╔══

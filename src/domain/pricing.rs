//! Pure cart pricing. No I/O.
//!
//! All arithmetic runs on [`Money`], so no binary floating point is involved.
//! Only the final total is rounded, with [`round2`](super::money::round2).

use super::cart::{ItemId, PricedCartLine};
use super::money::{Money, Quantity};
use crate::error::CheckoutError;
use rust_decimal::Decimal;
use rust_decimal_macros::dec;
use serde::Serialize;

/// The price a unit actually sells for: the discounted price when set, else the list price.
pub fn unit_price(discounted_price: Money, price: Money) -> Money {
    if discounted_price.is_zero() {
        price
    } else {
        discounted_price
    }
}

pub fn line_subtotal(discounted_price: Money, price: Money, quantity: Quantity) -> Money {
    unit_price(discounted_price, price) * quantity
}

#[derive(Debug, Serialize, PartialEq, Clone)]
pub struct LinePrice {
    pub item_id: ItemId,
    pub unit_price: Money,
    pub quantity: Quantity,
    pub subtotal: Money,
}

/// Result of pricing a set of cart lines.
#[derive(Debug, Serialize, PartialEq, Clone)]
pub struct PriceBreakdown {
    pub lines: Vec<LinePrice>,
    pub subtotal: Money,
    pub shipping_cost: Money,
    /// Unrounded tax on `subtotal + shipping_cost`.
    pub tax_amount: Decimal,
    pub total: Money,
}

/// Prices `lines` with shipping and a tax percentage.
///
/// An empty slice is priced from shipping and tax alone; rejecting an empty
/// checkout is the caller's decision.
///
/// # Errors
///
/// Returns a validation error when `tax_percentage` is negative.
pub fn order_total(
    lines: &[PricedCartLine],
    shipping_cost: Money,
    tax_percentage: Decimal,
) -> Result<PriceBreakdown, CheckoutError> {
    if tax_percentage < Decimal::ZERO {
        return Err(CheckoutError::ValidationError(
            "Tax percentage must not be negative".to_string(),
        ));
    }

    let priced: Vec<LinePrice> = lines
        .iter()
        .map(|line| LinePrice {
            item_id: line.line.item_id,
            unit_price: line.unit_price(),
            quantity: line.line.quantity,
            subtotal: line.subtotal(),
        })
        .collect();

    let subtotal: Money = priced.iter().map(|line| line.subtotal).sum();
    let with_shipping = subtotal + shipping_cost;
    let tax_amount = (tax_percentage / dec!(100)) * with_shipping.value();
    let total = Money::new(with_shipping.value() + tax_amount)?.rounded();

    Ok(PriceBreakdown {
        lines: priced,
        subtotal,
        shipping_cost,
        tax_amount,
        total,
    })
}
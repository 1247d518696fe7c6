//! Domain layer: value types, the pricing engine, and the ports the
//! application talks to. Nothing in here performs I/O.

pub mod cart;
pub mod catalog;
pub mod identity;
pub mod money;
pub mod notification;
pub mod order;
pub mod payment;
pub mod ports;
pub mod pricing;
use crate::application::settlement::SettlementOptions;
use crate::domain::catalog::{ShippingId, TaxId};
use clap::Parser;
use std::path::PathBuf;
use std::time::Duration;

/// Command line and environment configuration for the storefront binary.
///
/// Every option can also be supplied through its `STOREFRONT_*` variable.
#[derive(Parser, Debug, Clone)]
#[command(author, version, about = "Checks out a cart and settles its payment", long_about = None)]
pub struct Cli {
    /// Cart lines CSV file (product_id,attributes,quantity)
    #[arg(env = "STOREFRONT_CART")]
    pub cart: PathBuf,

    /// Directory holding products.csv, shipping.csv, taxes.csv and customers.csv
    #[arg(long, env = "STOREFRONT_CATALOG", default_value = "catalog")]
    pub catalog: PathBuf,

    /// API key of the customer checking out
    #[arg(long, env = "STOREFRONT_API_KEY")]
    pub api_key: String,

    #[arg(long, env = "STOREFRONT_SHIPPING_ID")]
    pub shipping_id: ShippingId,

    #[arg(long, env = "STOREFRONT_TAX_ID")]
    pub tax_id: TaxId,

    /// Cart to fill; a fresh one is generated when omitted
    #[arg(long, env = "STOREFRONT_CART_ID")]
    pub cart_id: Option<String>,

    /// Payment source token. Without it the order is created but not charged.
    #[arg(long, env = "STOREFRONT_CHARGE_TOKEN")]
    pub charge_token: Option<String>,

    /// Description attached to the charge
    #[arg(long, env = "STOREFRONT_DESCRIPTION", default_value = "Storefront order")]
    pub description: String,

    #[arg(long, env = "STOREFRONT_CURRENCY", default_value = "usd")]
    pub currency: String,

    #[arg(long, env = "STOREFRONT_GATEWAY_TIMEOUT_MS", default_value_t = 10_000)]
    pub gateway_timeout_ms: u64,

    #[arg(long, env = "STOREFRONT_MAIL_TIMEOUT_MS", default_value_t = 10_000)]
    pub mail_timeout_ms: u64,

    /// Log filter used when RUST_LOG is not set
    #[arg(long, env = "STOREFRONT_LOG_LEVEL", default_value = "warn")]
    pub log_level: String,

    /// Path to persistent database (optional). If provided, uses RocksDB.
    #[arg(long, env = "STOREFRONT_DB_PATH")]
    pub db_path: Option<PathBuf>,
}

impl Cli {
    pub fn credential(&self) -> String {
        format!("Bearer {}", self.api_key)
    }

    pub fn settlement_options(&self) -> SettlementOptions {
        SettlementOptions {
            currency: self.currency.to_lowercase(),
            gateway_timeout: Duration::from_millis(self.gateway_timeout_ms),
            mail_timeout: Duration::from_millis(self.mail_timeout_ms),
        }
    }
}
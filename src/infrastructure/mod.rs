//! Adapters behind the domain ports.

pub mod gateway;
pub mod identity;
pub mod in_memory;
pub mod mailer;
#[cfg(feature = "storage-rocksdb")]
pub mod rocksdb;
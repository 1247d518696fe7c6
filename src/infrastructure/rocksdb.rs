use crate::domain::cart::{CartId, CartLine, ItemId, NewCartLine, PricedCartLine};
use crate::domain::catalog::{Product, ProductId, Shipping, ShippingId, Tax, TaxId};
use crate::domain::money::Quantity;
use crate::domain::order::{
    CustomerId, NewOrder, NewOrderDetail, Order, OrderDetail, OrderId, OrderStatus, StatusChange,
};
use crate::domain::ports::{CartStore, CatalogStore, OrderStore};
use crate::error::{CheckoutError, Result};
use async_trait::async_trait;
use jiff::Timestamp;
use rocksdb::{ColumnFamily, ColumnFamilyDescriptor, DB, Direction, IteratorMode, Options, WriteBatch};
use serde::Serialize;
use serde::de::DeserializeOwned;
use std::path::Path;
use std::sync::Arc;
use tokio::sync::Mutex;

pub const CF_PRODUCTS: &str = "products";
pub const CF_SHIPPINGS: &str = "shippings";
pub const CF_TAXES: &str = "taxes";
/// Keyed by `cart_key`, so one cart's lines are contiguous.
pub const CF_CART_LINES: &str = "cart_lines";
/// `item_id` to the cart holding it.
pub const CF_CART_ITEMS: &str = "cart_items";
pub const CF_ORDERS: &str = "orders";
/// Keyed by `order_id ++ item_id`, so one order's rows are contiguous.
pub const CF_ORDER_DETAILS: &str = "order_details";
/// Empty values keyed by `customer_id ++ order_id`.
pub const CF_CUSTOMER_ORDERS: &str = "customer_orders";
/// Id sequences.
pub const CF_META: &str = "meta";

const COLUMN_FAMILIES: [&str; 9] = [
    CF_PRODUCTS,
    CF_SHIPPINGS,
    CF_TAXES,
    CF_CART_LINES,
    CF_CART_ITEMS,
    CF_ORDERS,
    CF_ORDER_DETAILS,
    CF_CUSTOMER_ORDERS,
    CF_META,
];

const LAST_ITEM_ID: &[u8] = b"last_item_id";
const LAST_ORDER_ID: &[u8] = b"last_order_id";

/// A persistent store implementation using RocksDB.
///
/// Each table lives in its own column family. Writes that touch more than one
/// row (order header plus details) go through a single `WriteBatch`, and
/// read-modify-write sequences are serialized by `write_lock`.
///
/// This struct is thread-safe (`Clone` shares the underlying `Arc<DB>`).
#[derive(Clone)]
pub struct RocksDBStore {
    db: Arc<DB>,
    write_lock: Arc<Mutex<()>>,
}

impl RocksDBStore {
    /// Opens or creates a RocksDB instance at the specified path, creating
    /// any missing column families.
    pub fn open<P: AsRef<Path>>(path: P) -> Result<Self> {
        let mut opts = Options::default();
        opts.create_if_missing(true);
        opts.create_missing_column_families(true);

        let descriptors = COLUMN_FAMILIES
            .iter()
            .map(|name| ColumnFamilyDescriptor::new(*name, Options::default()))
            .collect::<Vec<_>>();

        let db = DB::open_cf_descriptors(&opts, path, descriptors)?;

        Ok(Self {
            db: Arc::new(db),
            write_lock: Arc::new(Mutex::new(())),
        })
    }

    fn cf(&self, name: &str) -> Result<&ColumnFamily> {
        self.db
            .cf_handle(name)
            .ok_or_else(|| CheckoutError::internal(format!("column family {name} not found")))
    }

    fn get_json<T: DeserializeOwned>(&self, cf_name: &str, key: &[u8]) -> Result<Option<T>> {
        let cf = self.cf(cf_name)?;
        match self.db.get_cf(cf, key)? {
            Some(bytes) => Ok(Some(serde_json::from_slice(&bytes)?)),
            None => Ok(None),
        }
    }

    fn put_json<T: Serialize>(&self, cf_name: &str, key: &[u8], value: &T) -> Result<()> {
        let cf = self.cf(cf_name)?;
        self.db.put_cf(cf, key, serde_json::to_vec(value)?)?;
        Ok(())
    }

    /// Entries whose keys start with `prefix`, in key order.
    fn scan_prefix(&self, cf_name: &str, prefix: &[u8]) -> Result<Vec<(Box<[u8]>, Box<[u8]>)>> {
        let cf = self.cf(cf_name)?;
        let mut entries = Vec::new();
        for item in self
            .db
            .iterator_cf(cf, IteratorMode::From(prefix, Direction::Forward))
        {
            let (key, value) = item?;
            if !key.starts_with(prefix) {
                break;
            }
            entries.push((key, value));
        }
        Ok(entries)
    }

    fn scan_json<T: DeserializeOwned>(&self, cf_name: &str, prefix: &[u8]) -> Result<Vec<T>> {
        self.scan_prefix(cf_name, prefix)?
            .iter()
            .map(|(_, value)| Ok(serde_json::from_slice(value)?))
            .collect()
    }

    /// Looks a cart line up through the `cart_items` index.
    fn line(&self, item_id: ItemId) -> Result<Option<CartLine>> {
        let cf = self.cf(CF_CART_ITEMS)?;
        let Some(cart_id) = self.db.get_cf(cf, item_id.to_be_bytes())? else {
            return Ok(None);
        };
        let cart_id = String::from_utf8(cart_id)
            .map_err(|_| CheckoutError::internal(format!("corrupt cart index for item {item_id}")))?;
        self.get_json(CF_CART_LINES, &cart_key(&cart_id, item_id))
    }

    fn last_id(&self, key: &[u8]) -> Result<u64> {
        let cf = self.cf(CF_META)?;
        match self.db.get_cf(cf, key)? {
            Some(bytes) => {
                let raw: [u8; 8] = bytes
                    .as_slice()
                    .try_into()
                    .map_err(|_| CheckoutError::internal("corrupt id sequence"))?;
                Ok(u64::from_be_bytes(raw))
            }
            None => Ok(0),
        }
    }
}

/// Length-prefixed so that no cart id's keys are a prefix of another's.
fn cart_prefix(cart_id: &str) -> Vec<u8> {
    let mut key = (cart_id.len() as u32).to_be_bytes().to_vec();
    key.extend_from_slice(cart_id.as_bytes());
    key
}

fn cart_key(cart_id: &str, item_id: ItemId) -> Vec<u8> {
    let mut key = cart_prefix(cart_id);
    key.extend_from_slice(&item_id.to_be_bytes());
    key
}

fn customer_order_key(customer_id: CustomerId, order_id: OrderId) -> Vec<u8> {
    let mut key = customer_id.to_be_bytes().to_vec();
    key.extend_from_slice(&order_id.to_be_bytes());
    key
}

fn detail_key(order_id: OrderId, item_id: ItemId) -> Vec<u8> {
    let mut key = order_id.to_be_bytes().to_vec();
    key.extend_from_slice(&item_id.to_be_bytes());
    key
}

#[async_trait]
impl CatalogStore for RocksDBStore {
    async fn store_product(&self, product: Product) -> Result<()> {
        self.put_json(CF_PRODUCTS, &product.product_id.to_be_bytes(), &product)
    }

    async fn product(&self, product_id: ProductId) -> Result<Option<Product>> {
        self.get_json(CF_PRODUCTS, &product_id.to_be_bytes())
    }

    async fn store_shipping(&self, shipping: Shipping) -> Result<()> {
        self.put_json(CF_SHIPPINGS, &shipping.shipping_id.to_be_bytes(), &shipping)
    }

    async fn shipping(&self, shipping_id: ShippingId) -> Result<Option<Shipping>> {
        self.get_json(CF_SHIPPINGS, &shipping_id.to_be_bytes())
    }

    async fn store_tax(&self, tax: Tax) -> Result<()> {
        self.put_json(CF_TAXES, &tax.tax_id.to_be_bytes(), &tax)
    }

    async fn tax(&self, tax_id: TaxId) -> Result<Option<Tax>> {
        self.get_json(CF_TAXES, &tax_id.to_be_bytes())
    }

    async fn taxes(&self) -> Result<Vec<Tax>> {
        self.scan_json(CF_TAXES, &[])
    }
}

#[async_trait]
impl CartStore for RocksDBStore {
    async fn insert_line(&self, line: NewCartLine) -> Result<CartLine> {
        let _guard = self.write_lock.lock().await;
        let item_id = self.last_id(LAST_ITEM_ID)? + 1;
        let created = CartLine {
            item_id,
            cart_id: line.cart_id,
            product_id: line.product_id,
            attributes: line.attributes,
            quantity: line.quantity,
        };

        let mut batch = WriteBatch::default();
        batch.put_cf(
            self.cf(CF_CART_LINES)?,
            cart_key(&created.cart_id, item_id),
            serde_json::to_vec(&created)?,
        );
        batch.put_cf(
            self.cf(CF_CART_ITEMS)?,
            item_id.to_be_bytes(),
            created.cart_id.as_bytes(),
        );
        batch.put_cf(self.cf(CF_META)?, LAST_ITEM_ID, item_id.to_be_bytes());
        self.db.write(batch)?;

        Ok(created)
    }

    async fn priced_lines(&self, cart_id: CartId) -> Result<Vec<PricedCartLine>> {
        let lines: Vec<CartLine> = self.scan_json(CF_CART_LINES, &cart_prefix(&cart_id))?;
        let mut priced = Vec::new();
        for line in lines {
            if let Some(product) = self.product(line.product_id).await? {
                priced.push(PricedCartLine {
                    product_name: product.name.clone(),
                    prices: product.price_snapshot(),
                    line,
                });
            }
        }
        Ok(priced)
    }

    async fn update_quantity(&self, item_id: ItemId, quantity: Quantity) -> Result<Option<CartLine>> {
        let _guard = self.write_lock.lock().await;
        let Some(mut line) = self.line(item_id)? else {
            return Ok(None);
        };
        line.quantity = quantity;
        self.put_json(CF_CART_LINES, &cart_key(&line.cart_id, item_id), &line)?;
        Ok(Some(line))
    }

    async fn remove_line(&self, item_id: ItemId) -> Result<bool> {
        let _guard = self.write_lock.lock().await;
        let Some(line) = self.line(item_id)? else {
            return Ok(false);
        };

        let mut batch = WriteBatch::default();
        batch.delete_cf(self.cf(CF_CART_LINES)?, cart_key(&line.cart_id, item_id));
        batch.delete_cf(self.cf(CF_CART_ITEMS)?, item_id.to_be_bytes());
        self.db.write(batch)?;
        Ok(true)
    }

    async fn clear(&self, cart_id: CartId) -> Result<usize> {
        let _guard = self.write_lock.lock().await;
        let lines: Vec<CartLine> = self.scan_json(CF_CART_LINES, &cart_prefix(&cart_id))?;
        let lines_cf = self.cf(CF_CART_LINES)?;
        let items_cf = self.cf(CF_CART_ITEMS)?;

        let mut batch = WriteBatch::default();
        for line in &lines {
            batch.delete_cf(lines_cf, cart_key(&cart_id, line.item_id));
            batch.delete_cf(items_cf, line.item_id.to_be_bytes());
        }
        self.db.write(batch)?;
        Ok(lines.len())
    }
}

#[async_trait]
impl OrderStore for RocksDBStore {
    async fn create_order(&self, order: NewOrder, details: Vec<NewOrderDetail>) -> Result<Order> {
        let _guard = self.write_lock.lock().await;
        let order_id = self.last_id(LAST_ORDER_ID)? + 1;

        let created = Order {
            order_id,
            customer_id: order.customer_id,
            shipping_id: order.shipping_id,
            tax_id: order.tax_id,
            total_amount: order.total_amount,
            status: OrderStatus::Unpaid,
            created_on: Timestamp::now(),
            shipped_on: None,
            reference: None,
        };

        let details_cf = self.cf(CF_ORDER_DETAILS)?;
        let mut batch = WriteBatch::default();
        batch.put_cf(
            self.cf(CF_ORDERS)?,
            order_id.to_be_bytes(),
            serde_json::to_vec(&created)?,
        );
        for detail in details {
            let detail = detail.into_detail(order_id);
            batch.put_cf(
                details_cf,
                detail_key(order_id, detail.item_id),
                serde_json::to_vec(&detail)?,
            );
        }
        batch.put_cf(
            self.cf(CF_CUSTOMER_ORDERS)?,
            customer_order_key(created.customer_id, order_id),
            b"",
        );
        batch.put_cf(self.cf(CF_META)?, LAST_ORDER_ID, order_id.to_be_bytes());
        self.db.write(batch)?;

        Ok(created)
    }

    async fn order(&self, order_id: OrderId) -> Result<Option<Order>> {
        self.get_json(CF_ORDERS, &order_id.to_be_bytes())
    }

    async fn details(&self, order_id: OrderId) -> Result<Vec<OrderDetail>> {
        self.scan_json(CF_ORDER_DETAILS, &order_id.to_be_bytes())
    }

    async fn orders_for_customer(&self, customer_id: CustomerId) -> Result<Vec<Order>> {
        let mut orders = Vec::new();
        for (key, _) in self.scan_prefix(CF_CUSTOMER_ORDERS, &customer_id.to_be_bytes())? {
            let raw: [u8; 8] = key[key.len().saturating_sub(8)..]
                .try_into()
                .map_err(|_| CheckoutError::internal("corrupt customer order index"))?;
            if let Some(order) = self.order(OrderId::from_be_bytes(raw)).await? {
                orders.push(order);
            }
        }
        Ok(orders)
    }

    async fn transition_status(&self, change: StatusChange) -> Result<bool> {
        let _guard = self.write_lock.lock().await;
        let Some(mut order) = self.order(change.order_id).await? else {
            return Ok(false);
        };
        if order.customer_id != change.customer_id || order.status != change.from {
            return Ok(false);
        }

        order.status = change.to;
        if change.reference.is_some() {
            order.reference = change.reference;
        }
        self.put_json(CF_ORDERS, &change.order_id.to_be_bytes(), &order)?;
        Ok(true)
    }
}
use crate::domain::cart::{CartId, CartLine, ItemId, NewCartLine, PricedCartLine};
use crate::domain::catalog::{Product, ProductId, Shipping, ShippingId, Tax, TaxId};
use crate::domain::money::Quantity;
use crate::domain::order::{
    CustomerId, NewOrder, NewOrderDetail, Order, OrderDetail, OrderId, StatusChange,
};
use crate::domain::ports::{CartStore, CatalogStore, OrderStore};
use crate::error::Result;
use async_trait::async_trait;
use jiff::Timestamp;
use std::collections::{BTreeMap, HashMap};
use std::sync::Arc;
use tokio::sync::RwLock;

#[derive(Default)]
struct Tables {
    products: HashMap<ProductId, Product>,
    shippings: HashMap<ShippingId, Shipping>,
    taxes: BTreeMap<TaxId, Tax>,
    cart_lines: BTreeMap<ItemId, CartLine>,
    last_item_id: ItemId,
    orders: BTreeMap<OrderId, Order>,
    details: HashMap<OrderId, Vec<OrderDetail>>,
    last_order_id: OrderId,
}

/// A thread-safe in-memory store for the catalog, carts and orders.
///
/// All tables sit behind one `Arc<RwLock<..>>`, so multi-row writes such as
/// order creation happen under a single write lock.
/// Ideal for testing or single-process runs where persistence is not required.
#[derive(Default, Clone)]
pub struct InMemoryStore {
    tables: Arc<RwLock<Tables>>,
}

impl InMemoryStore {
    /// Creates a new, empty in-memory store.
    pub fn new() -> Self {
        Self::default()
    }
}

#[async_trait]
impl CatalogStore for InMemoryStore {
    async fn store_product(&self, product: Product) -> Result<()> {
        let mut tables = self.tables.write().await;
        tables.products.insert(product.product_id, product);
        Ok(())
    }

    async fn product(&self, product_id: ProductId) -> Result<Option<Product>> {
        let tables = self.tables.read().await;
        Ok(tables.products.get(&product_id).cloned())
    }

    async fn store_shipping(&self, shipping: Shipping) -> Result<()> {
        let mut tables = self.tables.write().await;
        tables.shippings.insert(shipping.shipping_id, shipping);
        Ok(())
    }

    async fn shipping(&self, shipping_id: ShippingId) -> Result<Option<Shipping>> {
        let tables = self.tables.read().await;
        Ok(tables.shippings.get(&shipping_id).cloned())
    }

    async fn store_tax(&self, tax: Tax) -> Result<()> {
        let mut tables = self.tables.write().await;
        tables.taxes.insert(tax.tax_id, tax);
        Ok(())
    }

    async fn tax(&self, tax_id: TaxId) -> Result<Option<Tax>> {
        let tables = self.tables.read().await;
        Ok(tables.taxes.get(&tax_id).cloned())
    }

    async fn taxes(&self) -> Result<Vec<Tax>> {
        let tables = self.tables.read().await;
        Ok(tables.taxes.values().cloned().collect())
    }
}

#[async_trait]
impl CartStore for InMemoryStore {
    async fn insert_line(&self, line: NewCartLine) -> Result<CartLine> {
        let mut tables = self.tables.write().await;
        tables.last_item_id += 1;
        let created = CartLine {
            item_id: tables.last_item_id,
            cart_id: line.cart_id,
            product_id: line.product_id,
            attributes: line.attributes,
            quantity: line.quantity,
        };
        tables.cart_lines.insert(created.item_id, created.clone());
        Ok(created)
    }

    async fn priced_lines(&self, cart_id: CartId) -> Result<Vec<PricedCartLine>> {
        let tables = self.tables.read().await;
        Ok(tables
            .cart_lines
            .values()
            .filter(|line| line.cart_id == cart_id)
            .filter_map(|line| {
                tables.products.get(&line.product_id).map(|product| PricedCartLine {
                    line: line.clone(),
                    product_name: product.name.clone(),
                    prices: product.price_snapshot(),
                })
            })
            .collect())
    }

    async fn update_quantity(&self, item_id: ItemId, quantity: Quantity) -> Result<Option<CartLine>> {
        let mut tables = self.tables.write().await;
        Ok(tables.cart_lines.get_mut(&item_id).map(|line| {
            line.quantity = quantity;
            line.clone()
        }))
    }

    async fn remove_line(&self, item_id: ItemId) -> Result<bool> {
        let mut tables = self.tables.write().await;
        Ok(tables.cart_lines.remove(&item_id).is_some())
    }

    async fn clear(&self, cart_id: CartId) -> Result<usize> {
        let mut tables = self.tables.write().await;
        let before = tables.cart_lines.len();
        tables.cart_lines.retain(|_, line| line.cart_id != cart_id);
        Ok(before - tables.cart_lines.len())
    }
}

#[async_trait]
impl OrderStore for InMemoryStore {
    async fn create_order(&self, order: NewOrder, details: Vec<NewOrderDetail>) -> Result<Order> {
        let mut tables = self.tables.write().await;
        tables.last_order_id += 1;
        let order_id = tables.last_order_id;

        let created = Order {
            order_id,
            customer_id: order.customer_id,
            shipping_id: order.shipping_id,
            tax_id: order.tax_id,
            total_amount: order.total_amount,
            status: Default::default(),
            created_on: Timestamp::now(),
            shipped_on: None,
            reference: None,
        };
        let details = details
            .into_iter()
            .map(|detail| detail.into_detail(order_id))
            .collect();

        tables.orders.insert(order_id, created.clone());
        tables.details.insert(order_id, details);
        Ok(created)
    }

    async fn order(&self, order_id: OrderId) -> Result<Option<Order>> {
        let tables = self.tables.read().await;
        Ok(tables.orders.get(&order_id).cloned())
    }

    async fn details(&self, order_id: OrderId) -> Result<Vec<OrderDetail>> {
        let tables = self.tables.read().await;
        Ok(tables.details.get(&order_id).cloned().unwrap_or_default())
    }

    async fn orders_for_customer(&self, customer_id: CustomerId) -> Result<Vec<Order>> {
        let tables = self.tables.read().await;
        Ok(tables
            .orders
            .values()
            .filter(|order| order.customer_id == customer_id)
            .cloned()
            .collect())
    }

    async fn transition_status(&self, change: StatusChange) -> Result<bool> {
        let mut tables = self.tables.write().await;
        match tables.orders.get_mut(&change.order_id) {
            Some(order) if order.customer_id == change.customer_id && order.status == change.from => {
                order.status = change.to;
                if change.reference.is_some() {
                    order.reference = change.reference;
                }
                Ok(true)
            }
            _ => Ok(false),
        }
    }
}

╚══

_How to complete this task:_ Nothing but the lines with "HashMap" should be returned, copied from the entries above.

_Output for this task:_
use std::collections::{BTreeMap, HashMap};
    products: HashMap<ProductId, Product>,
    shippings: HashMap<ShippingId, Shipping>,
    details: HashMap<OrderId, Vec<OrderDetail>>,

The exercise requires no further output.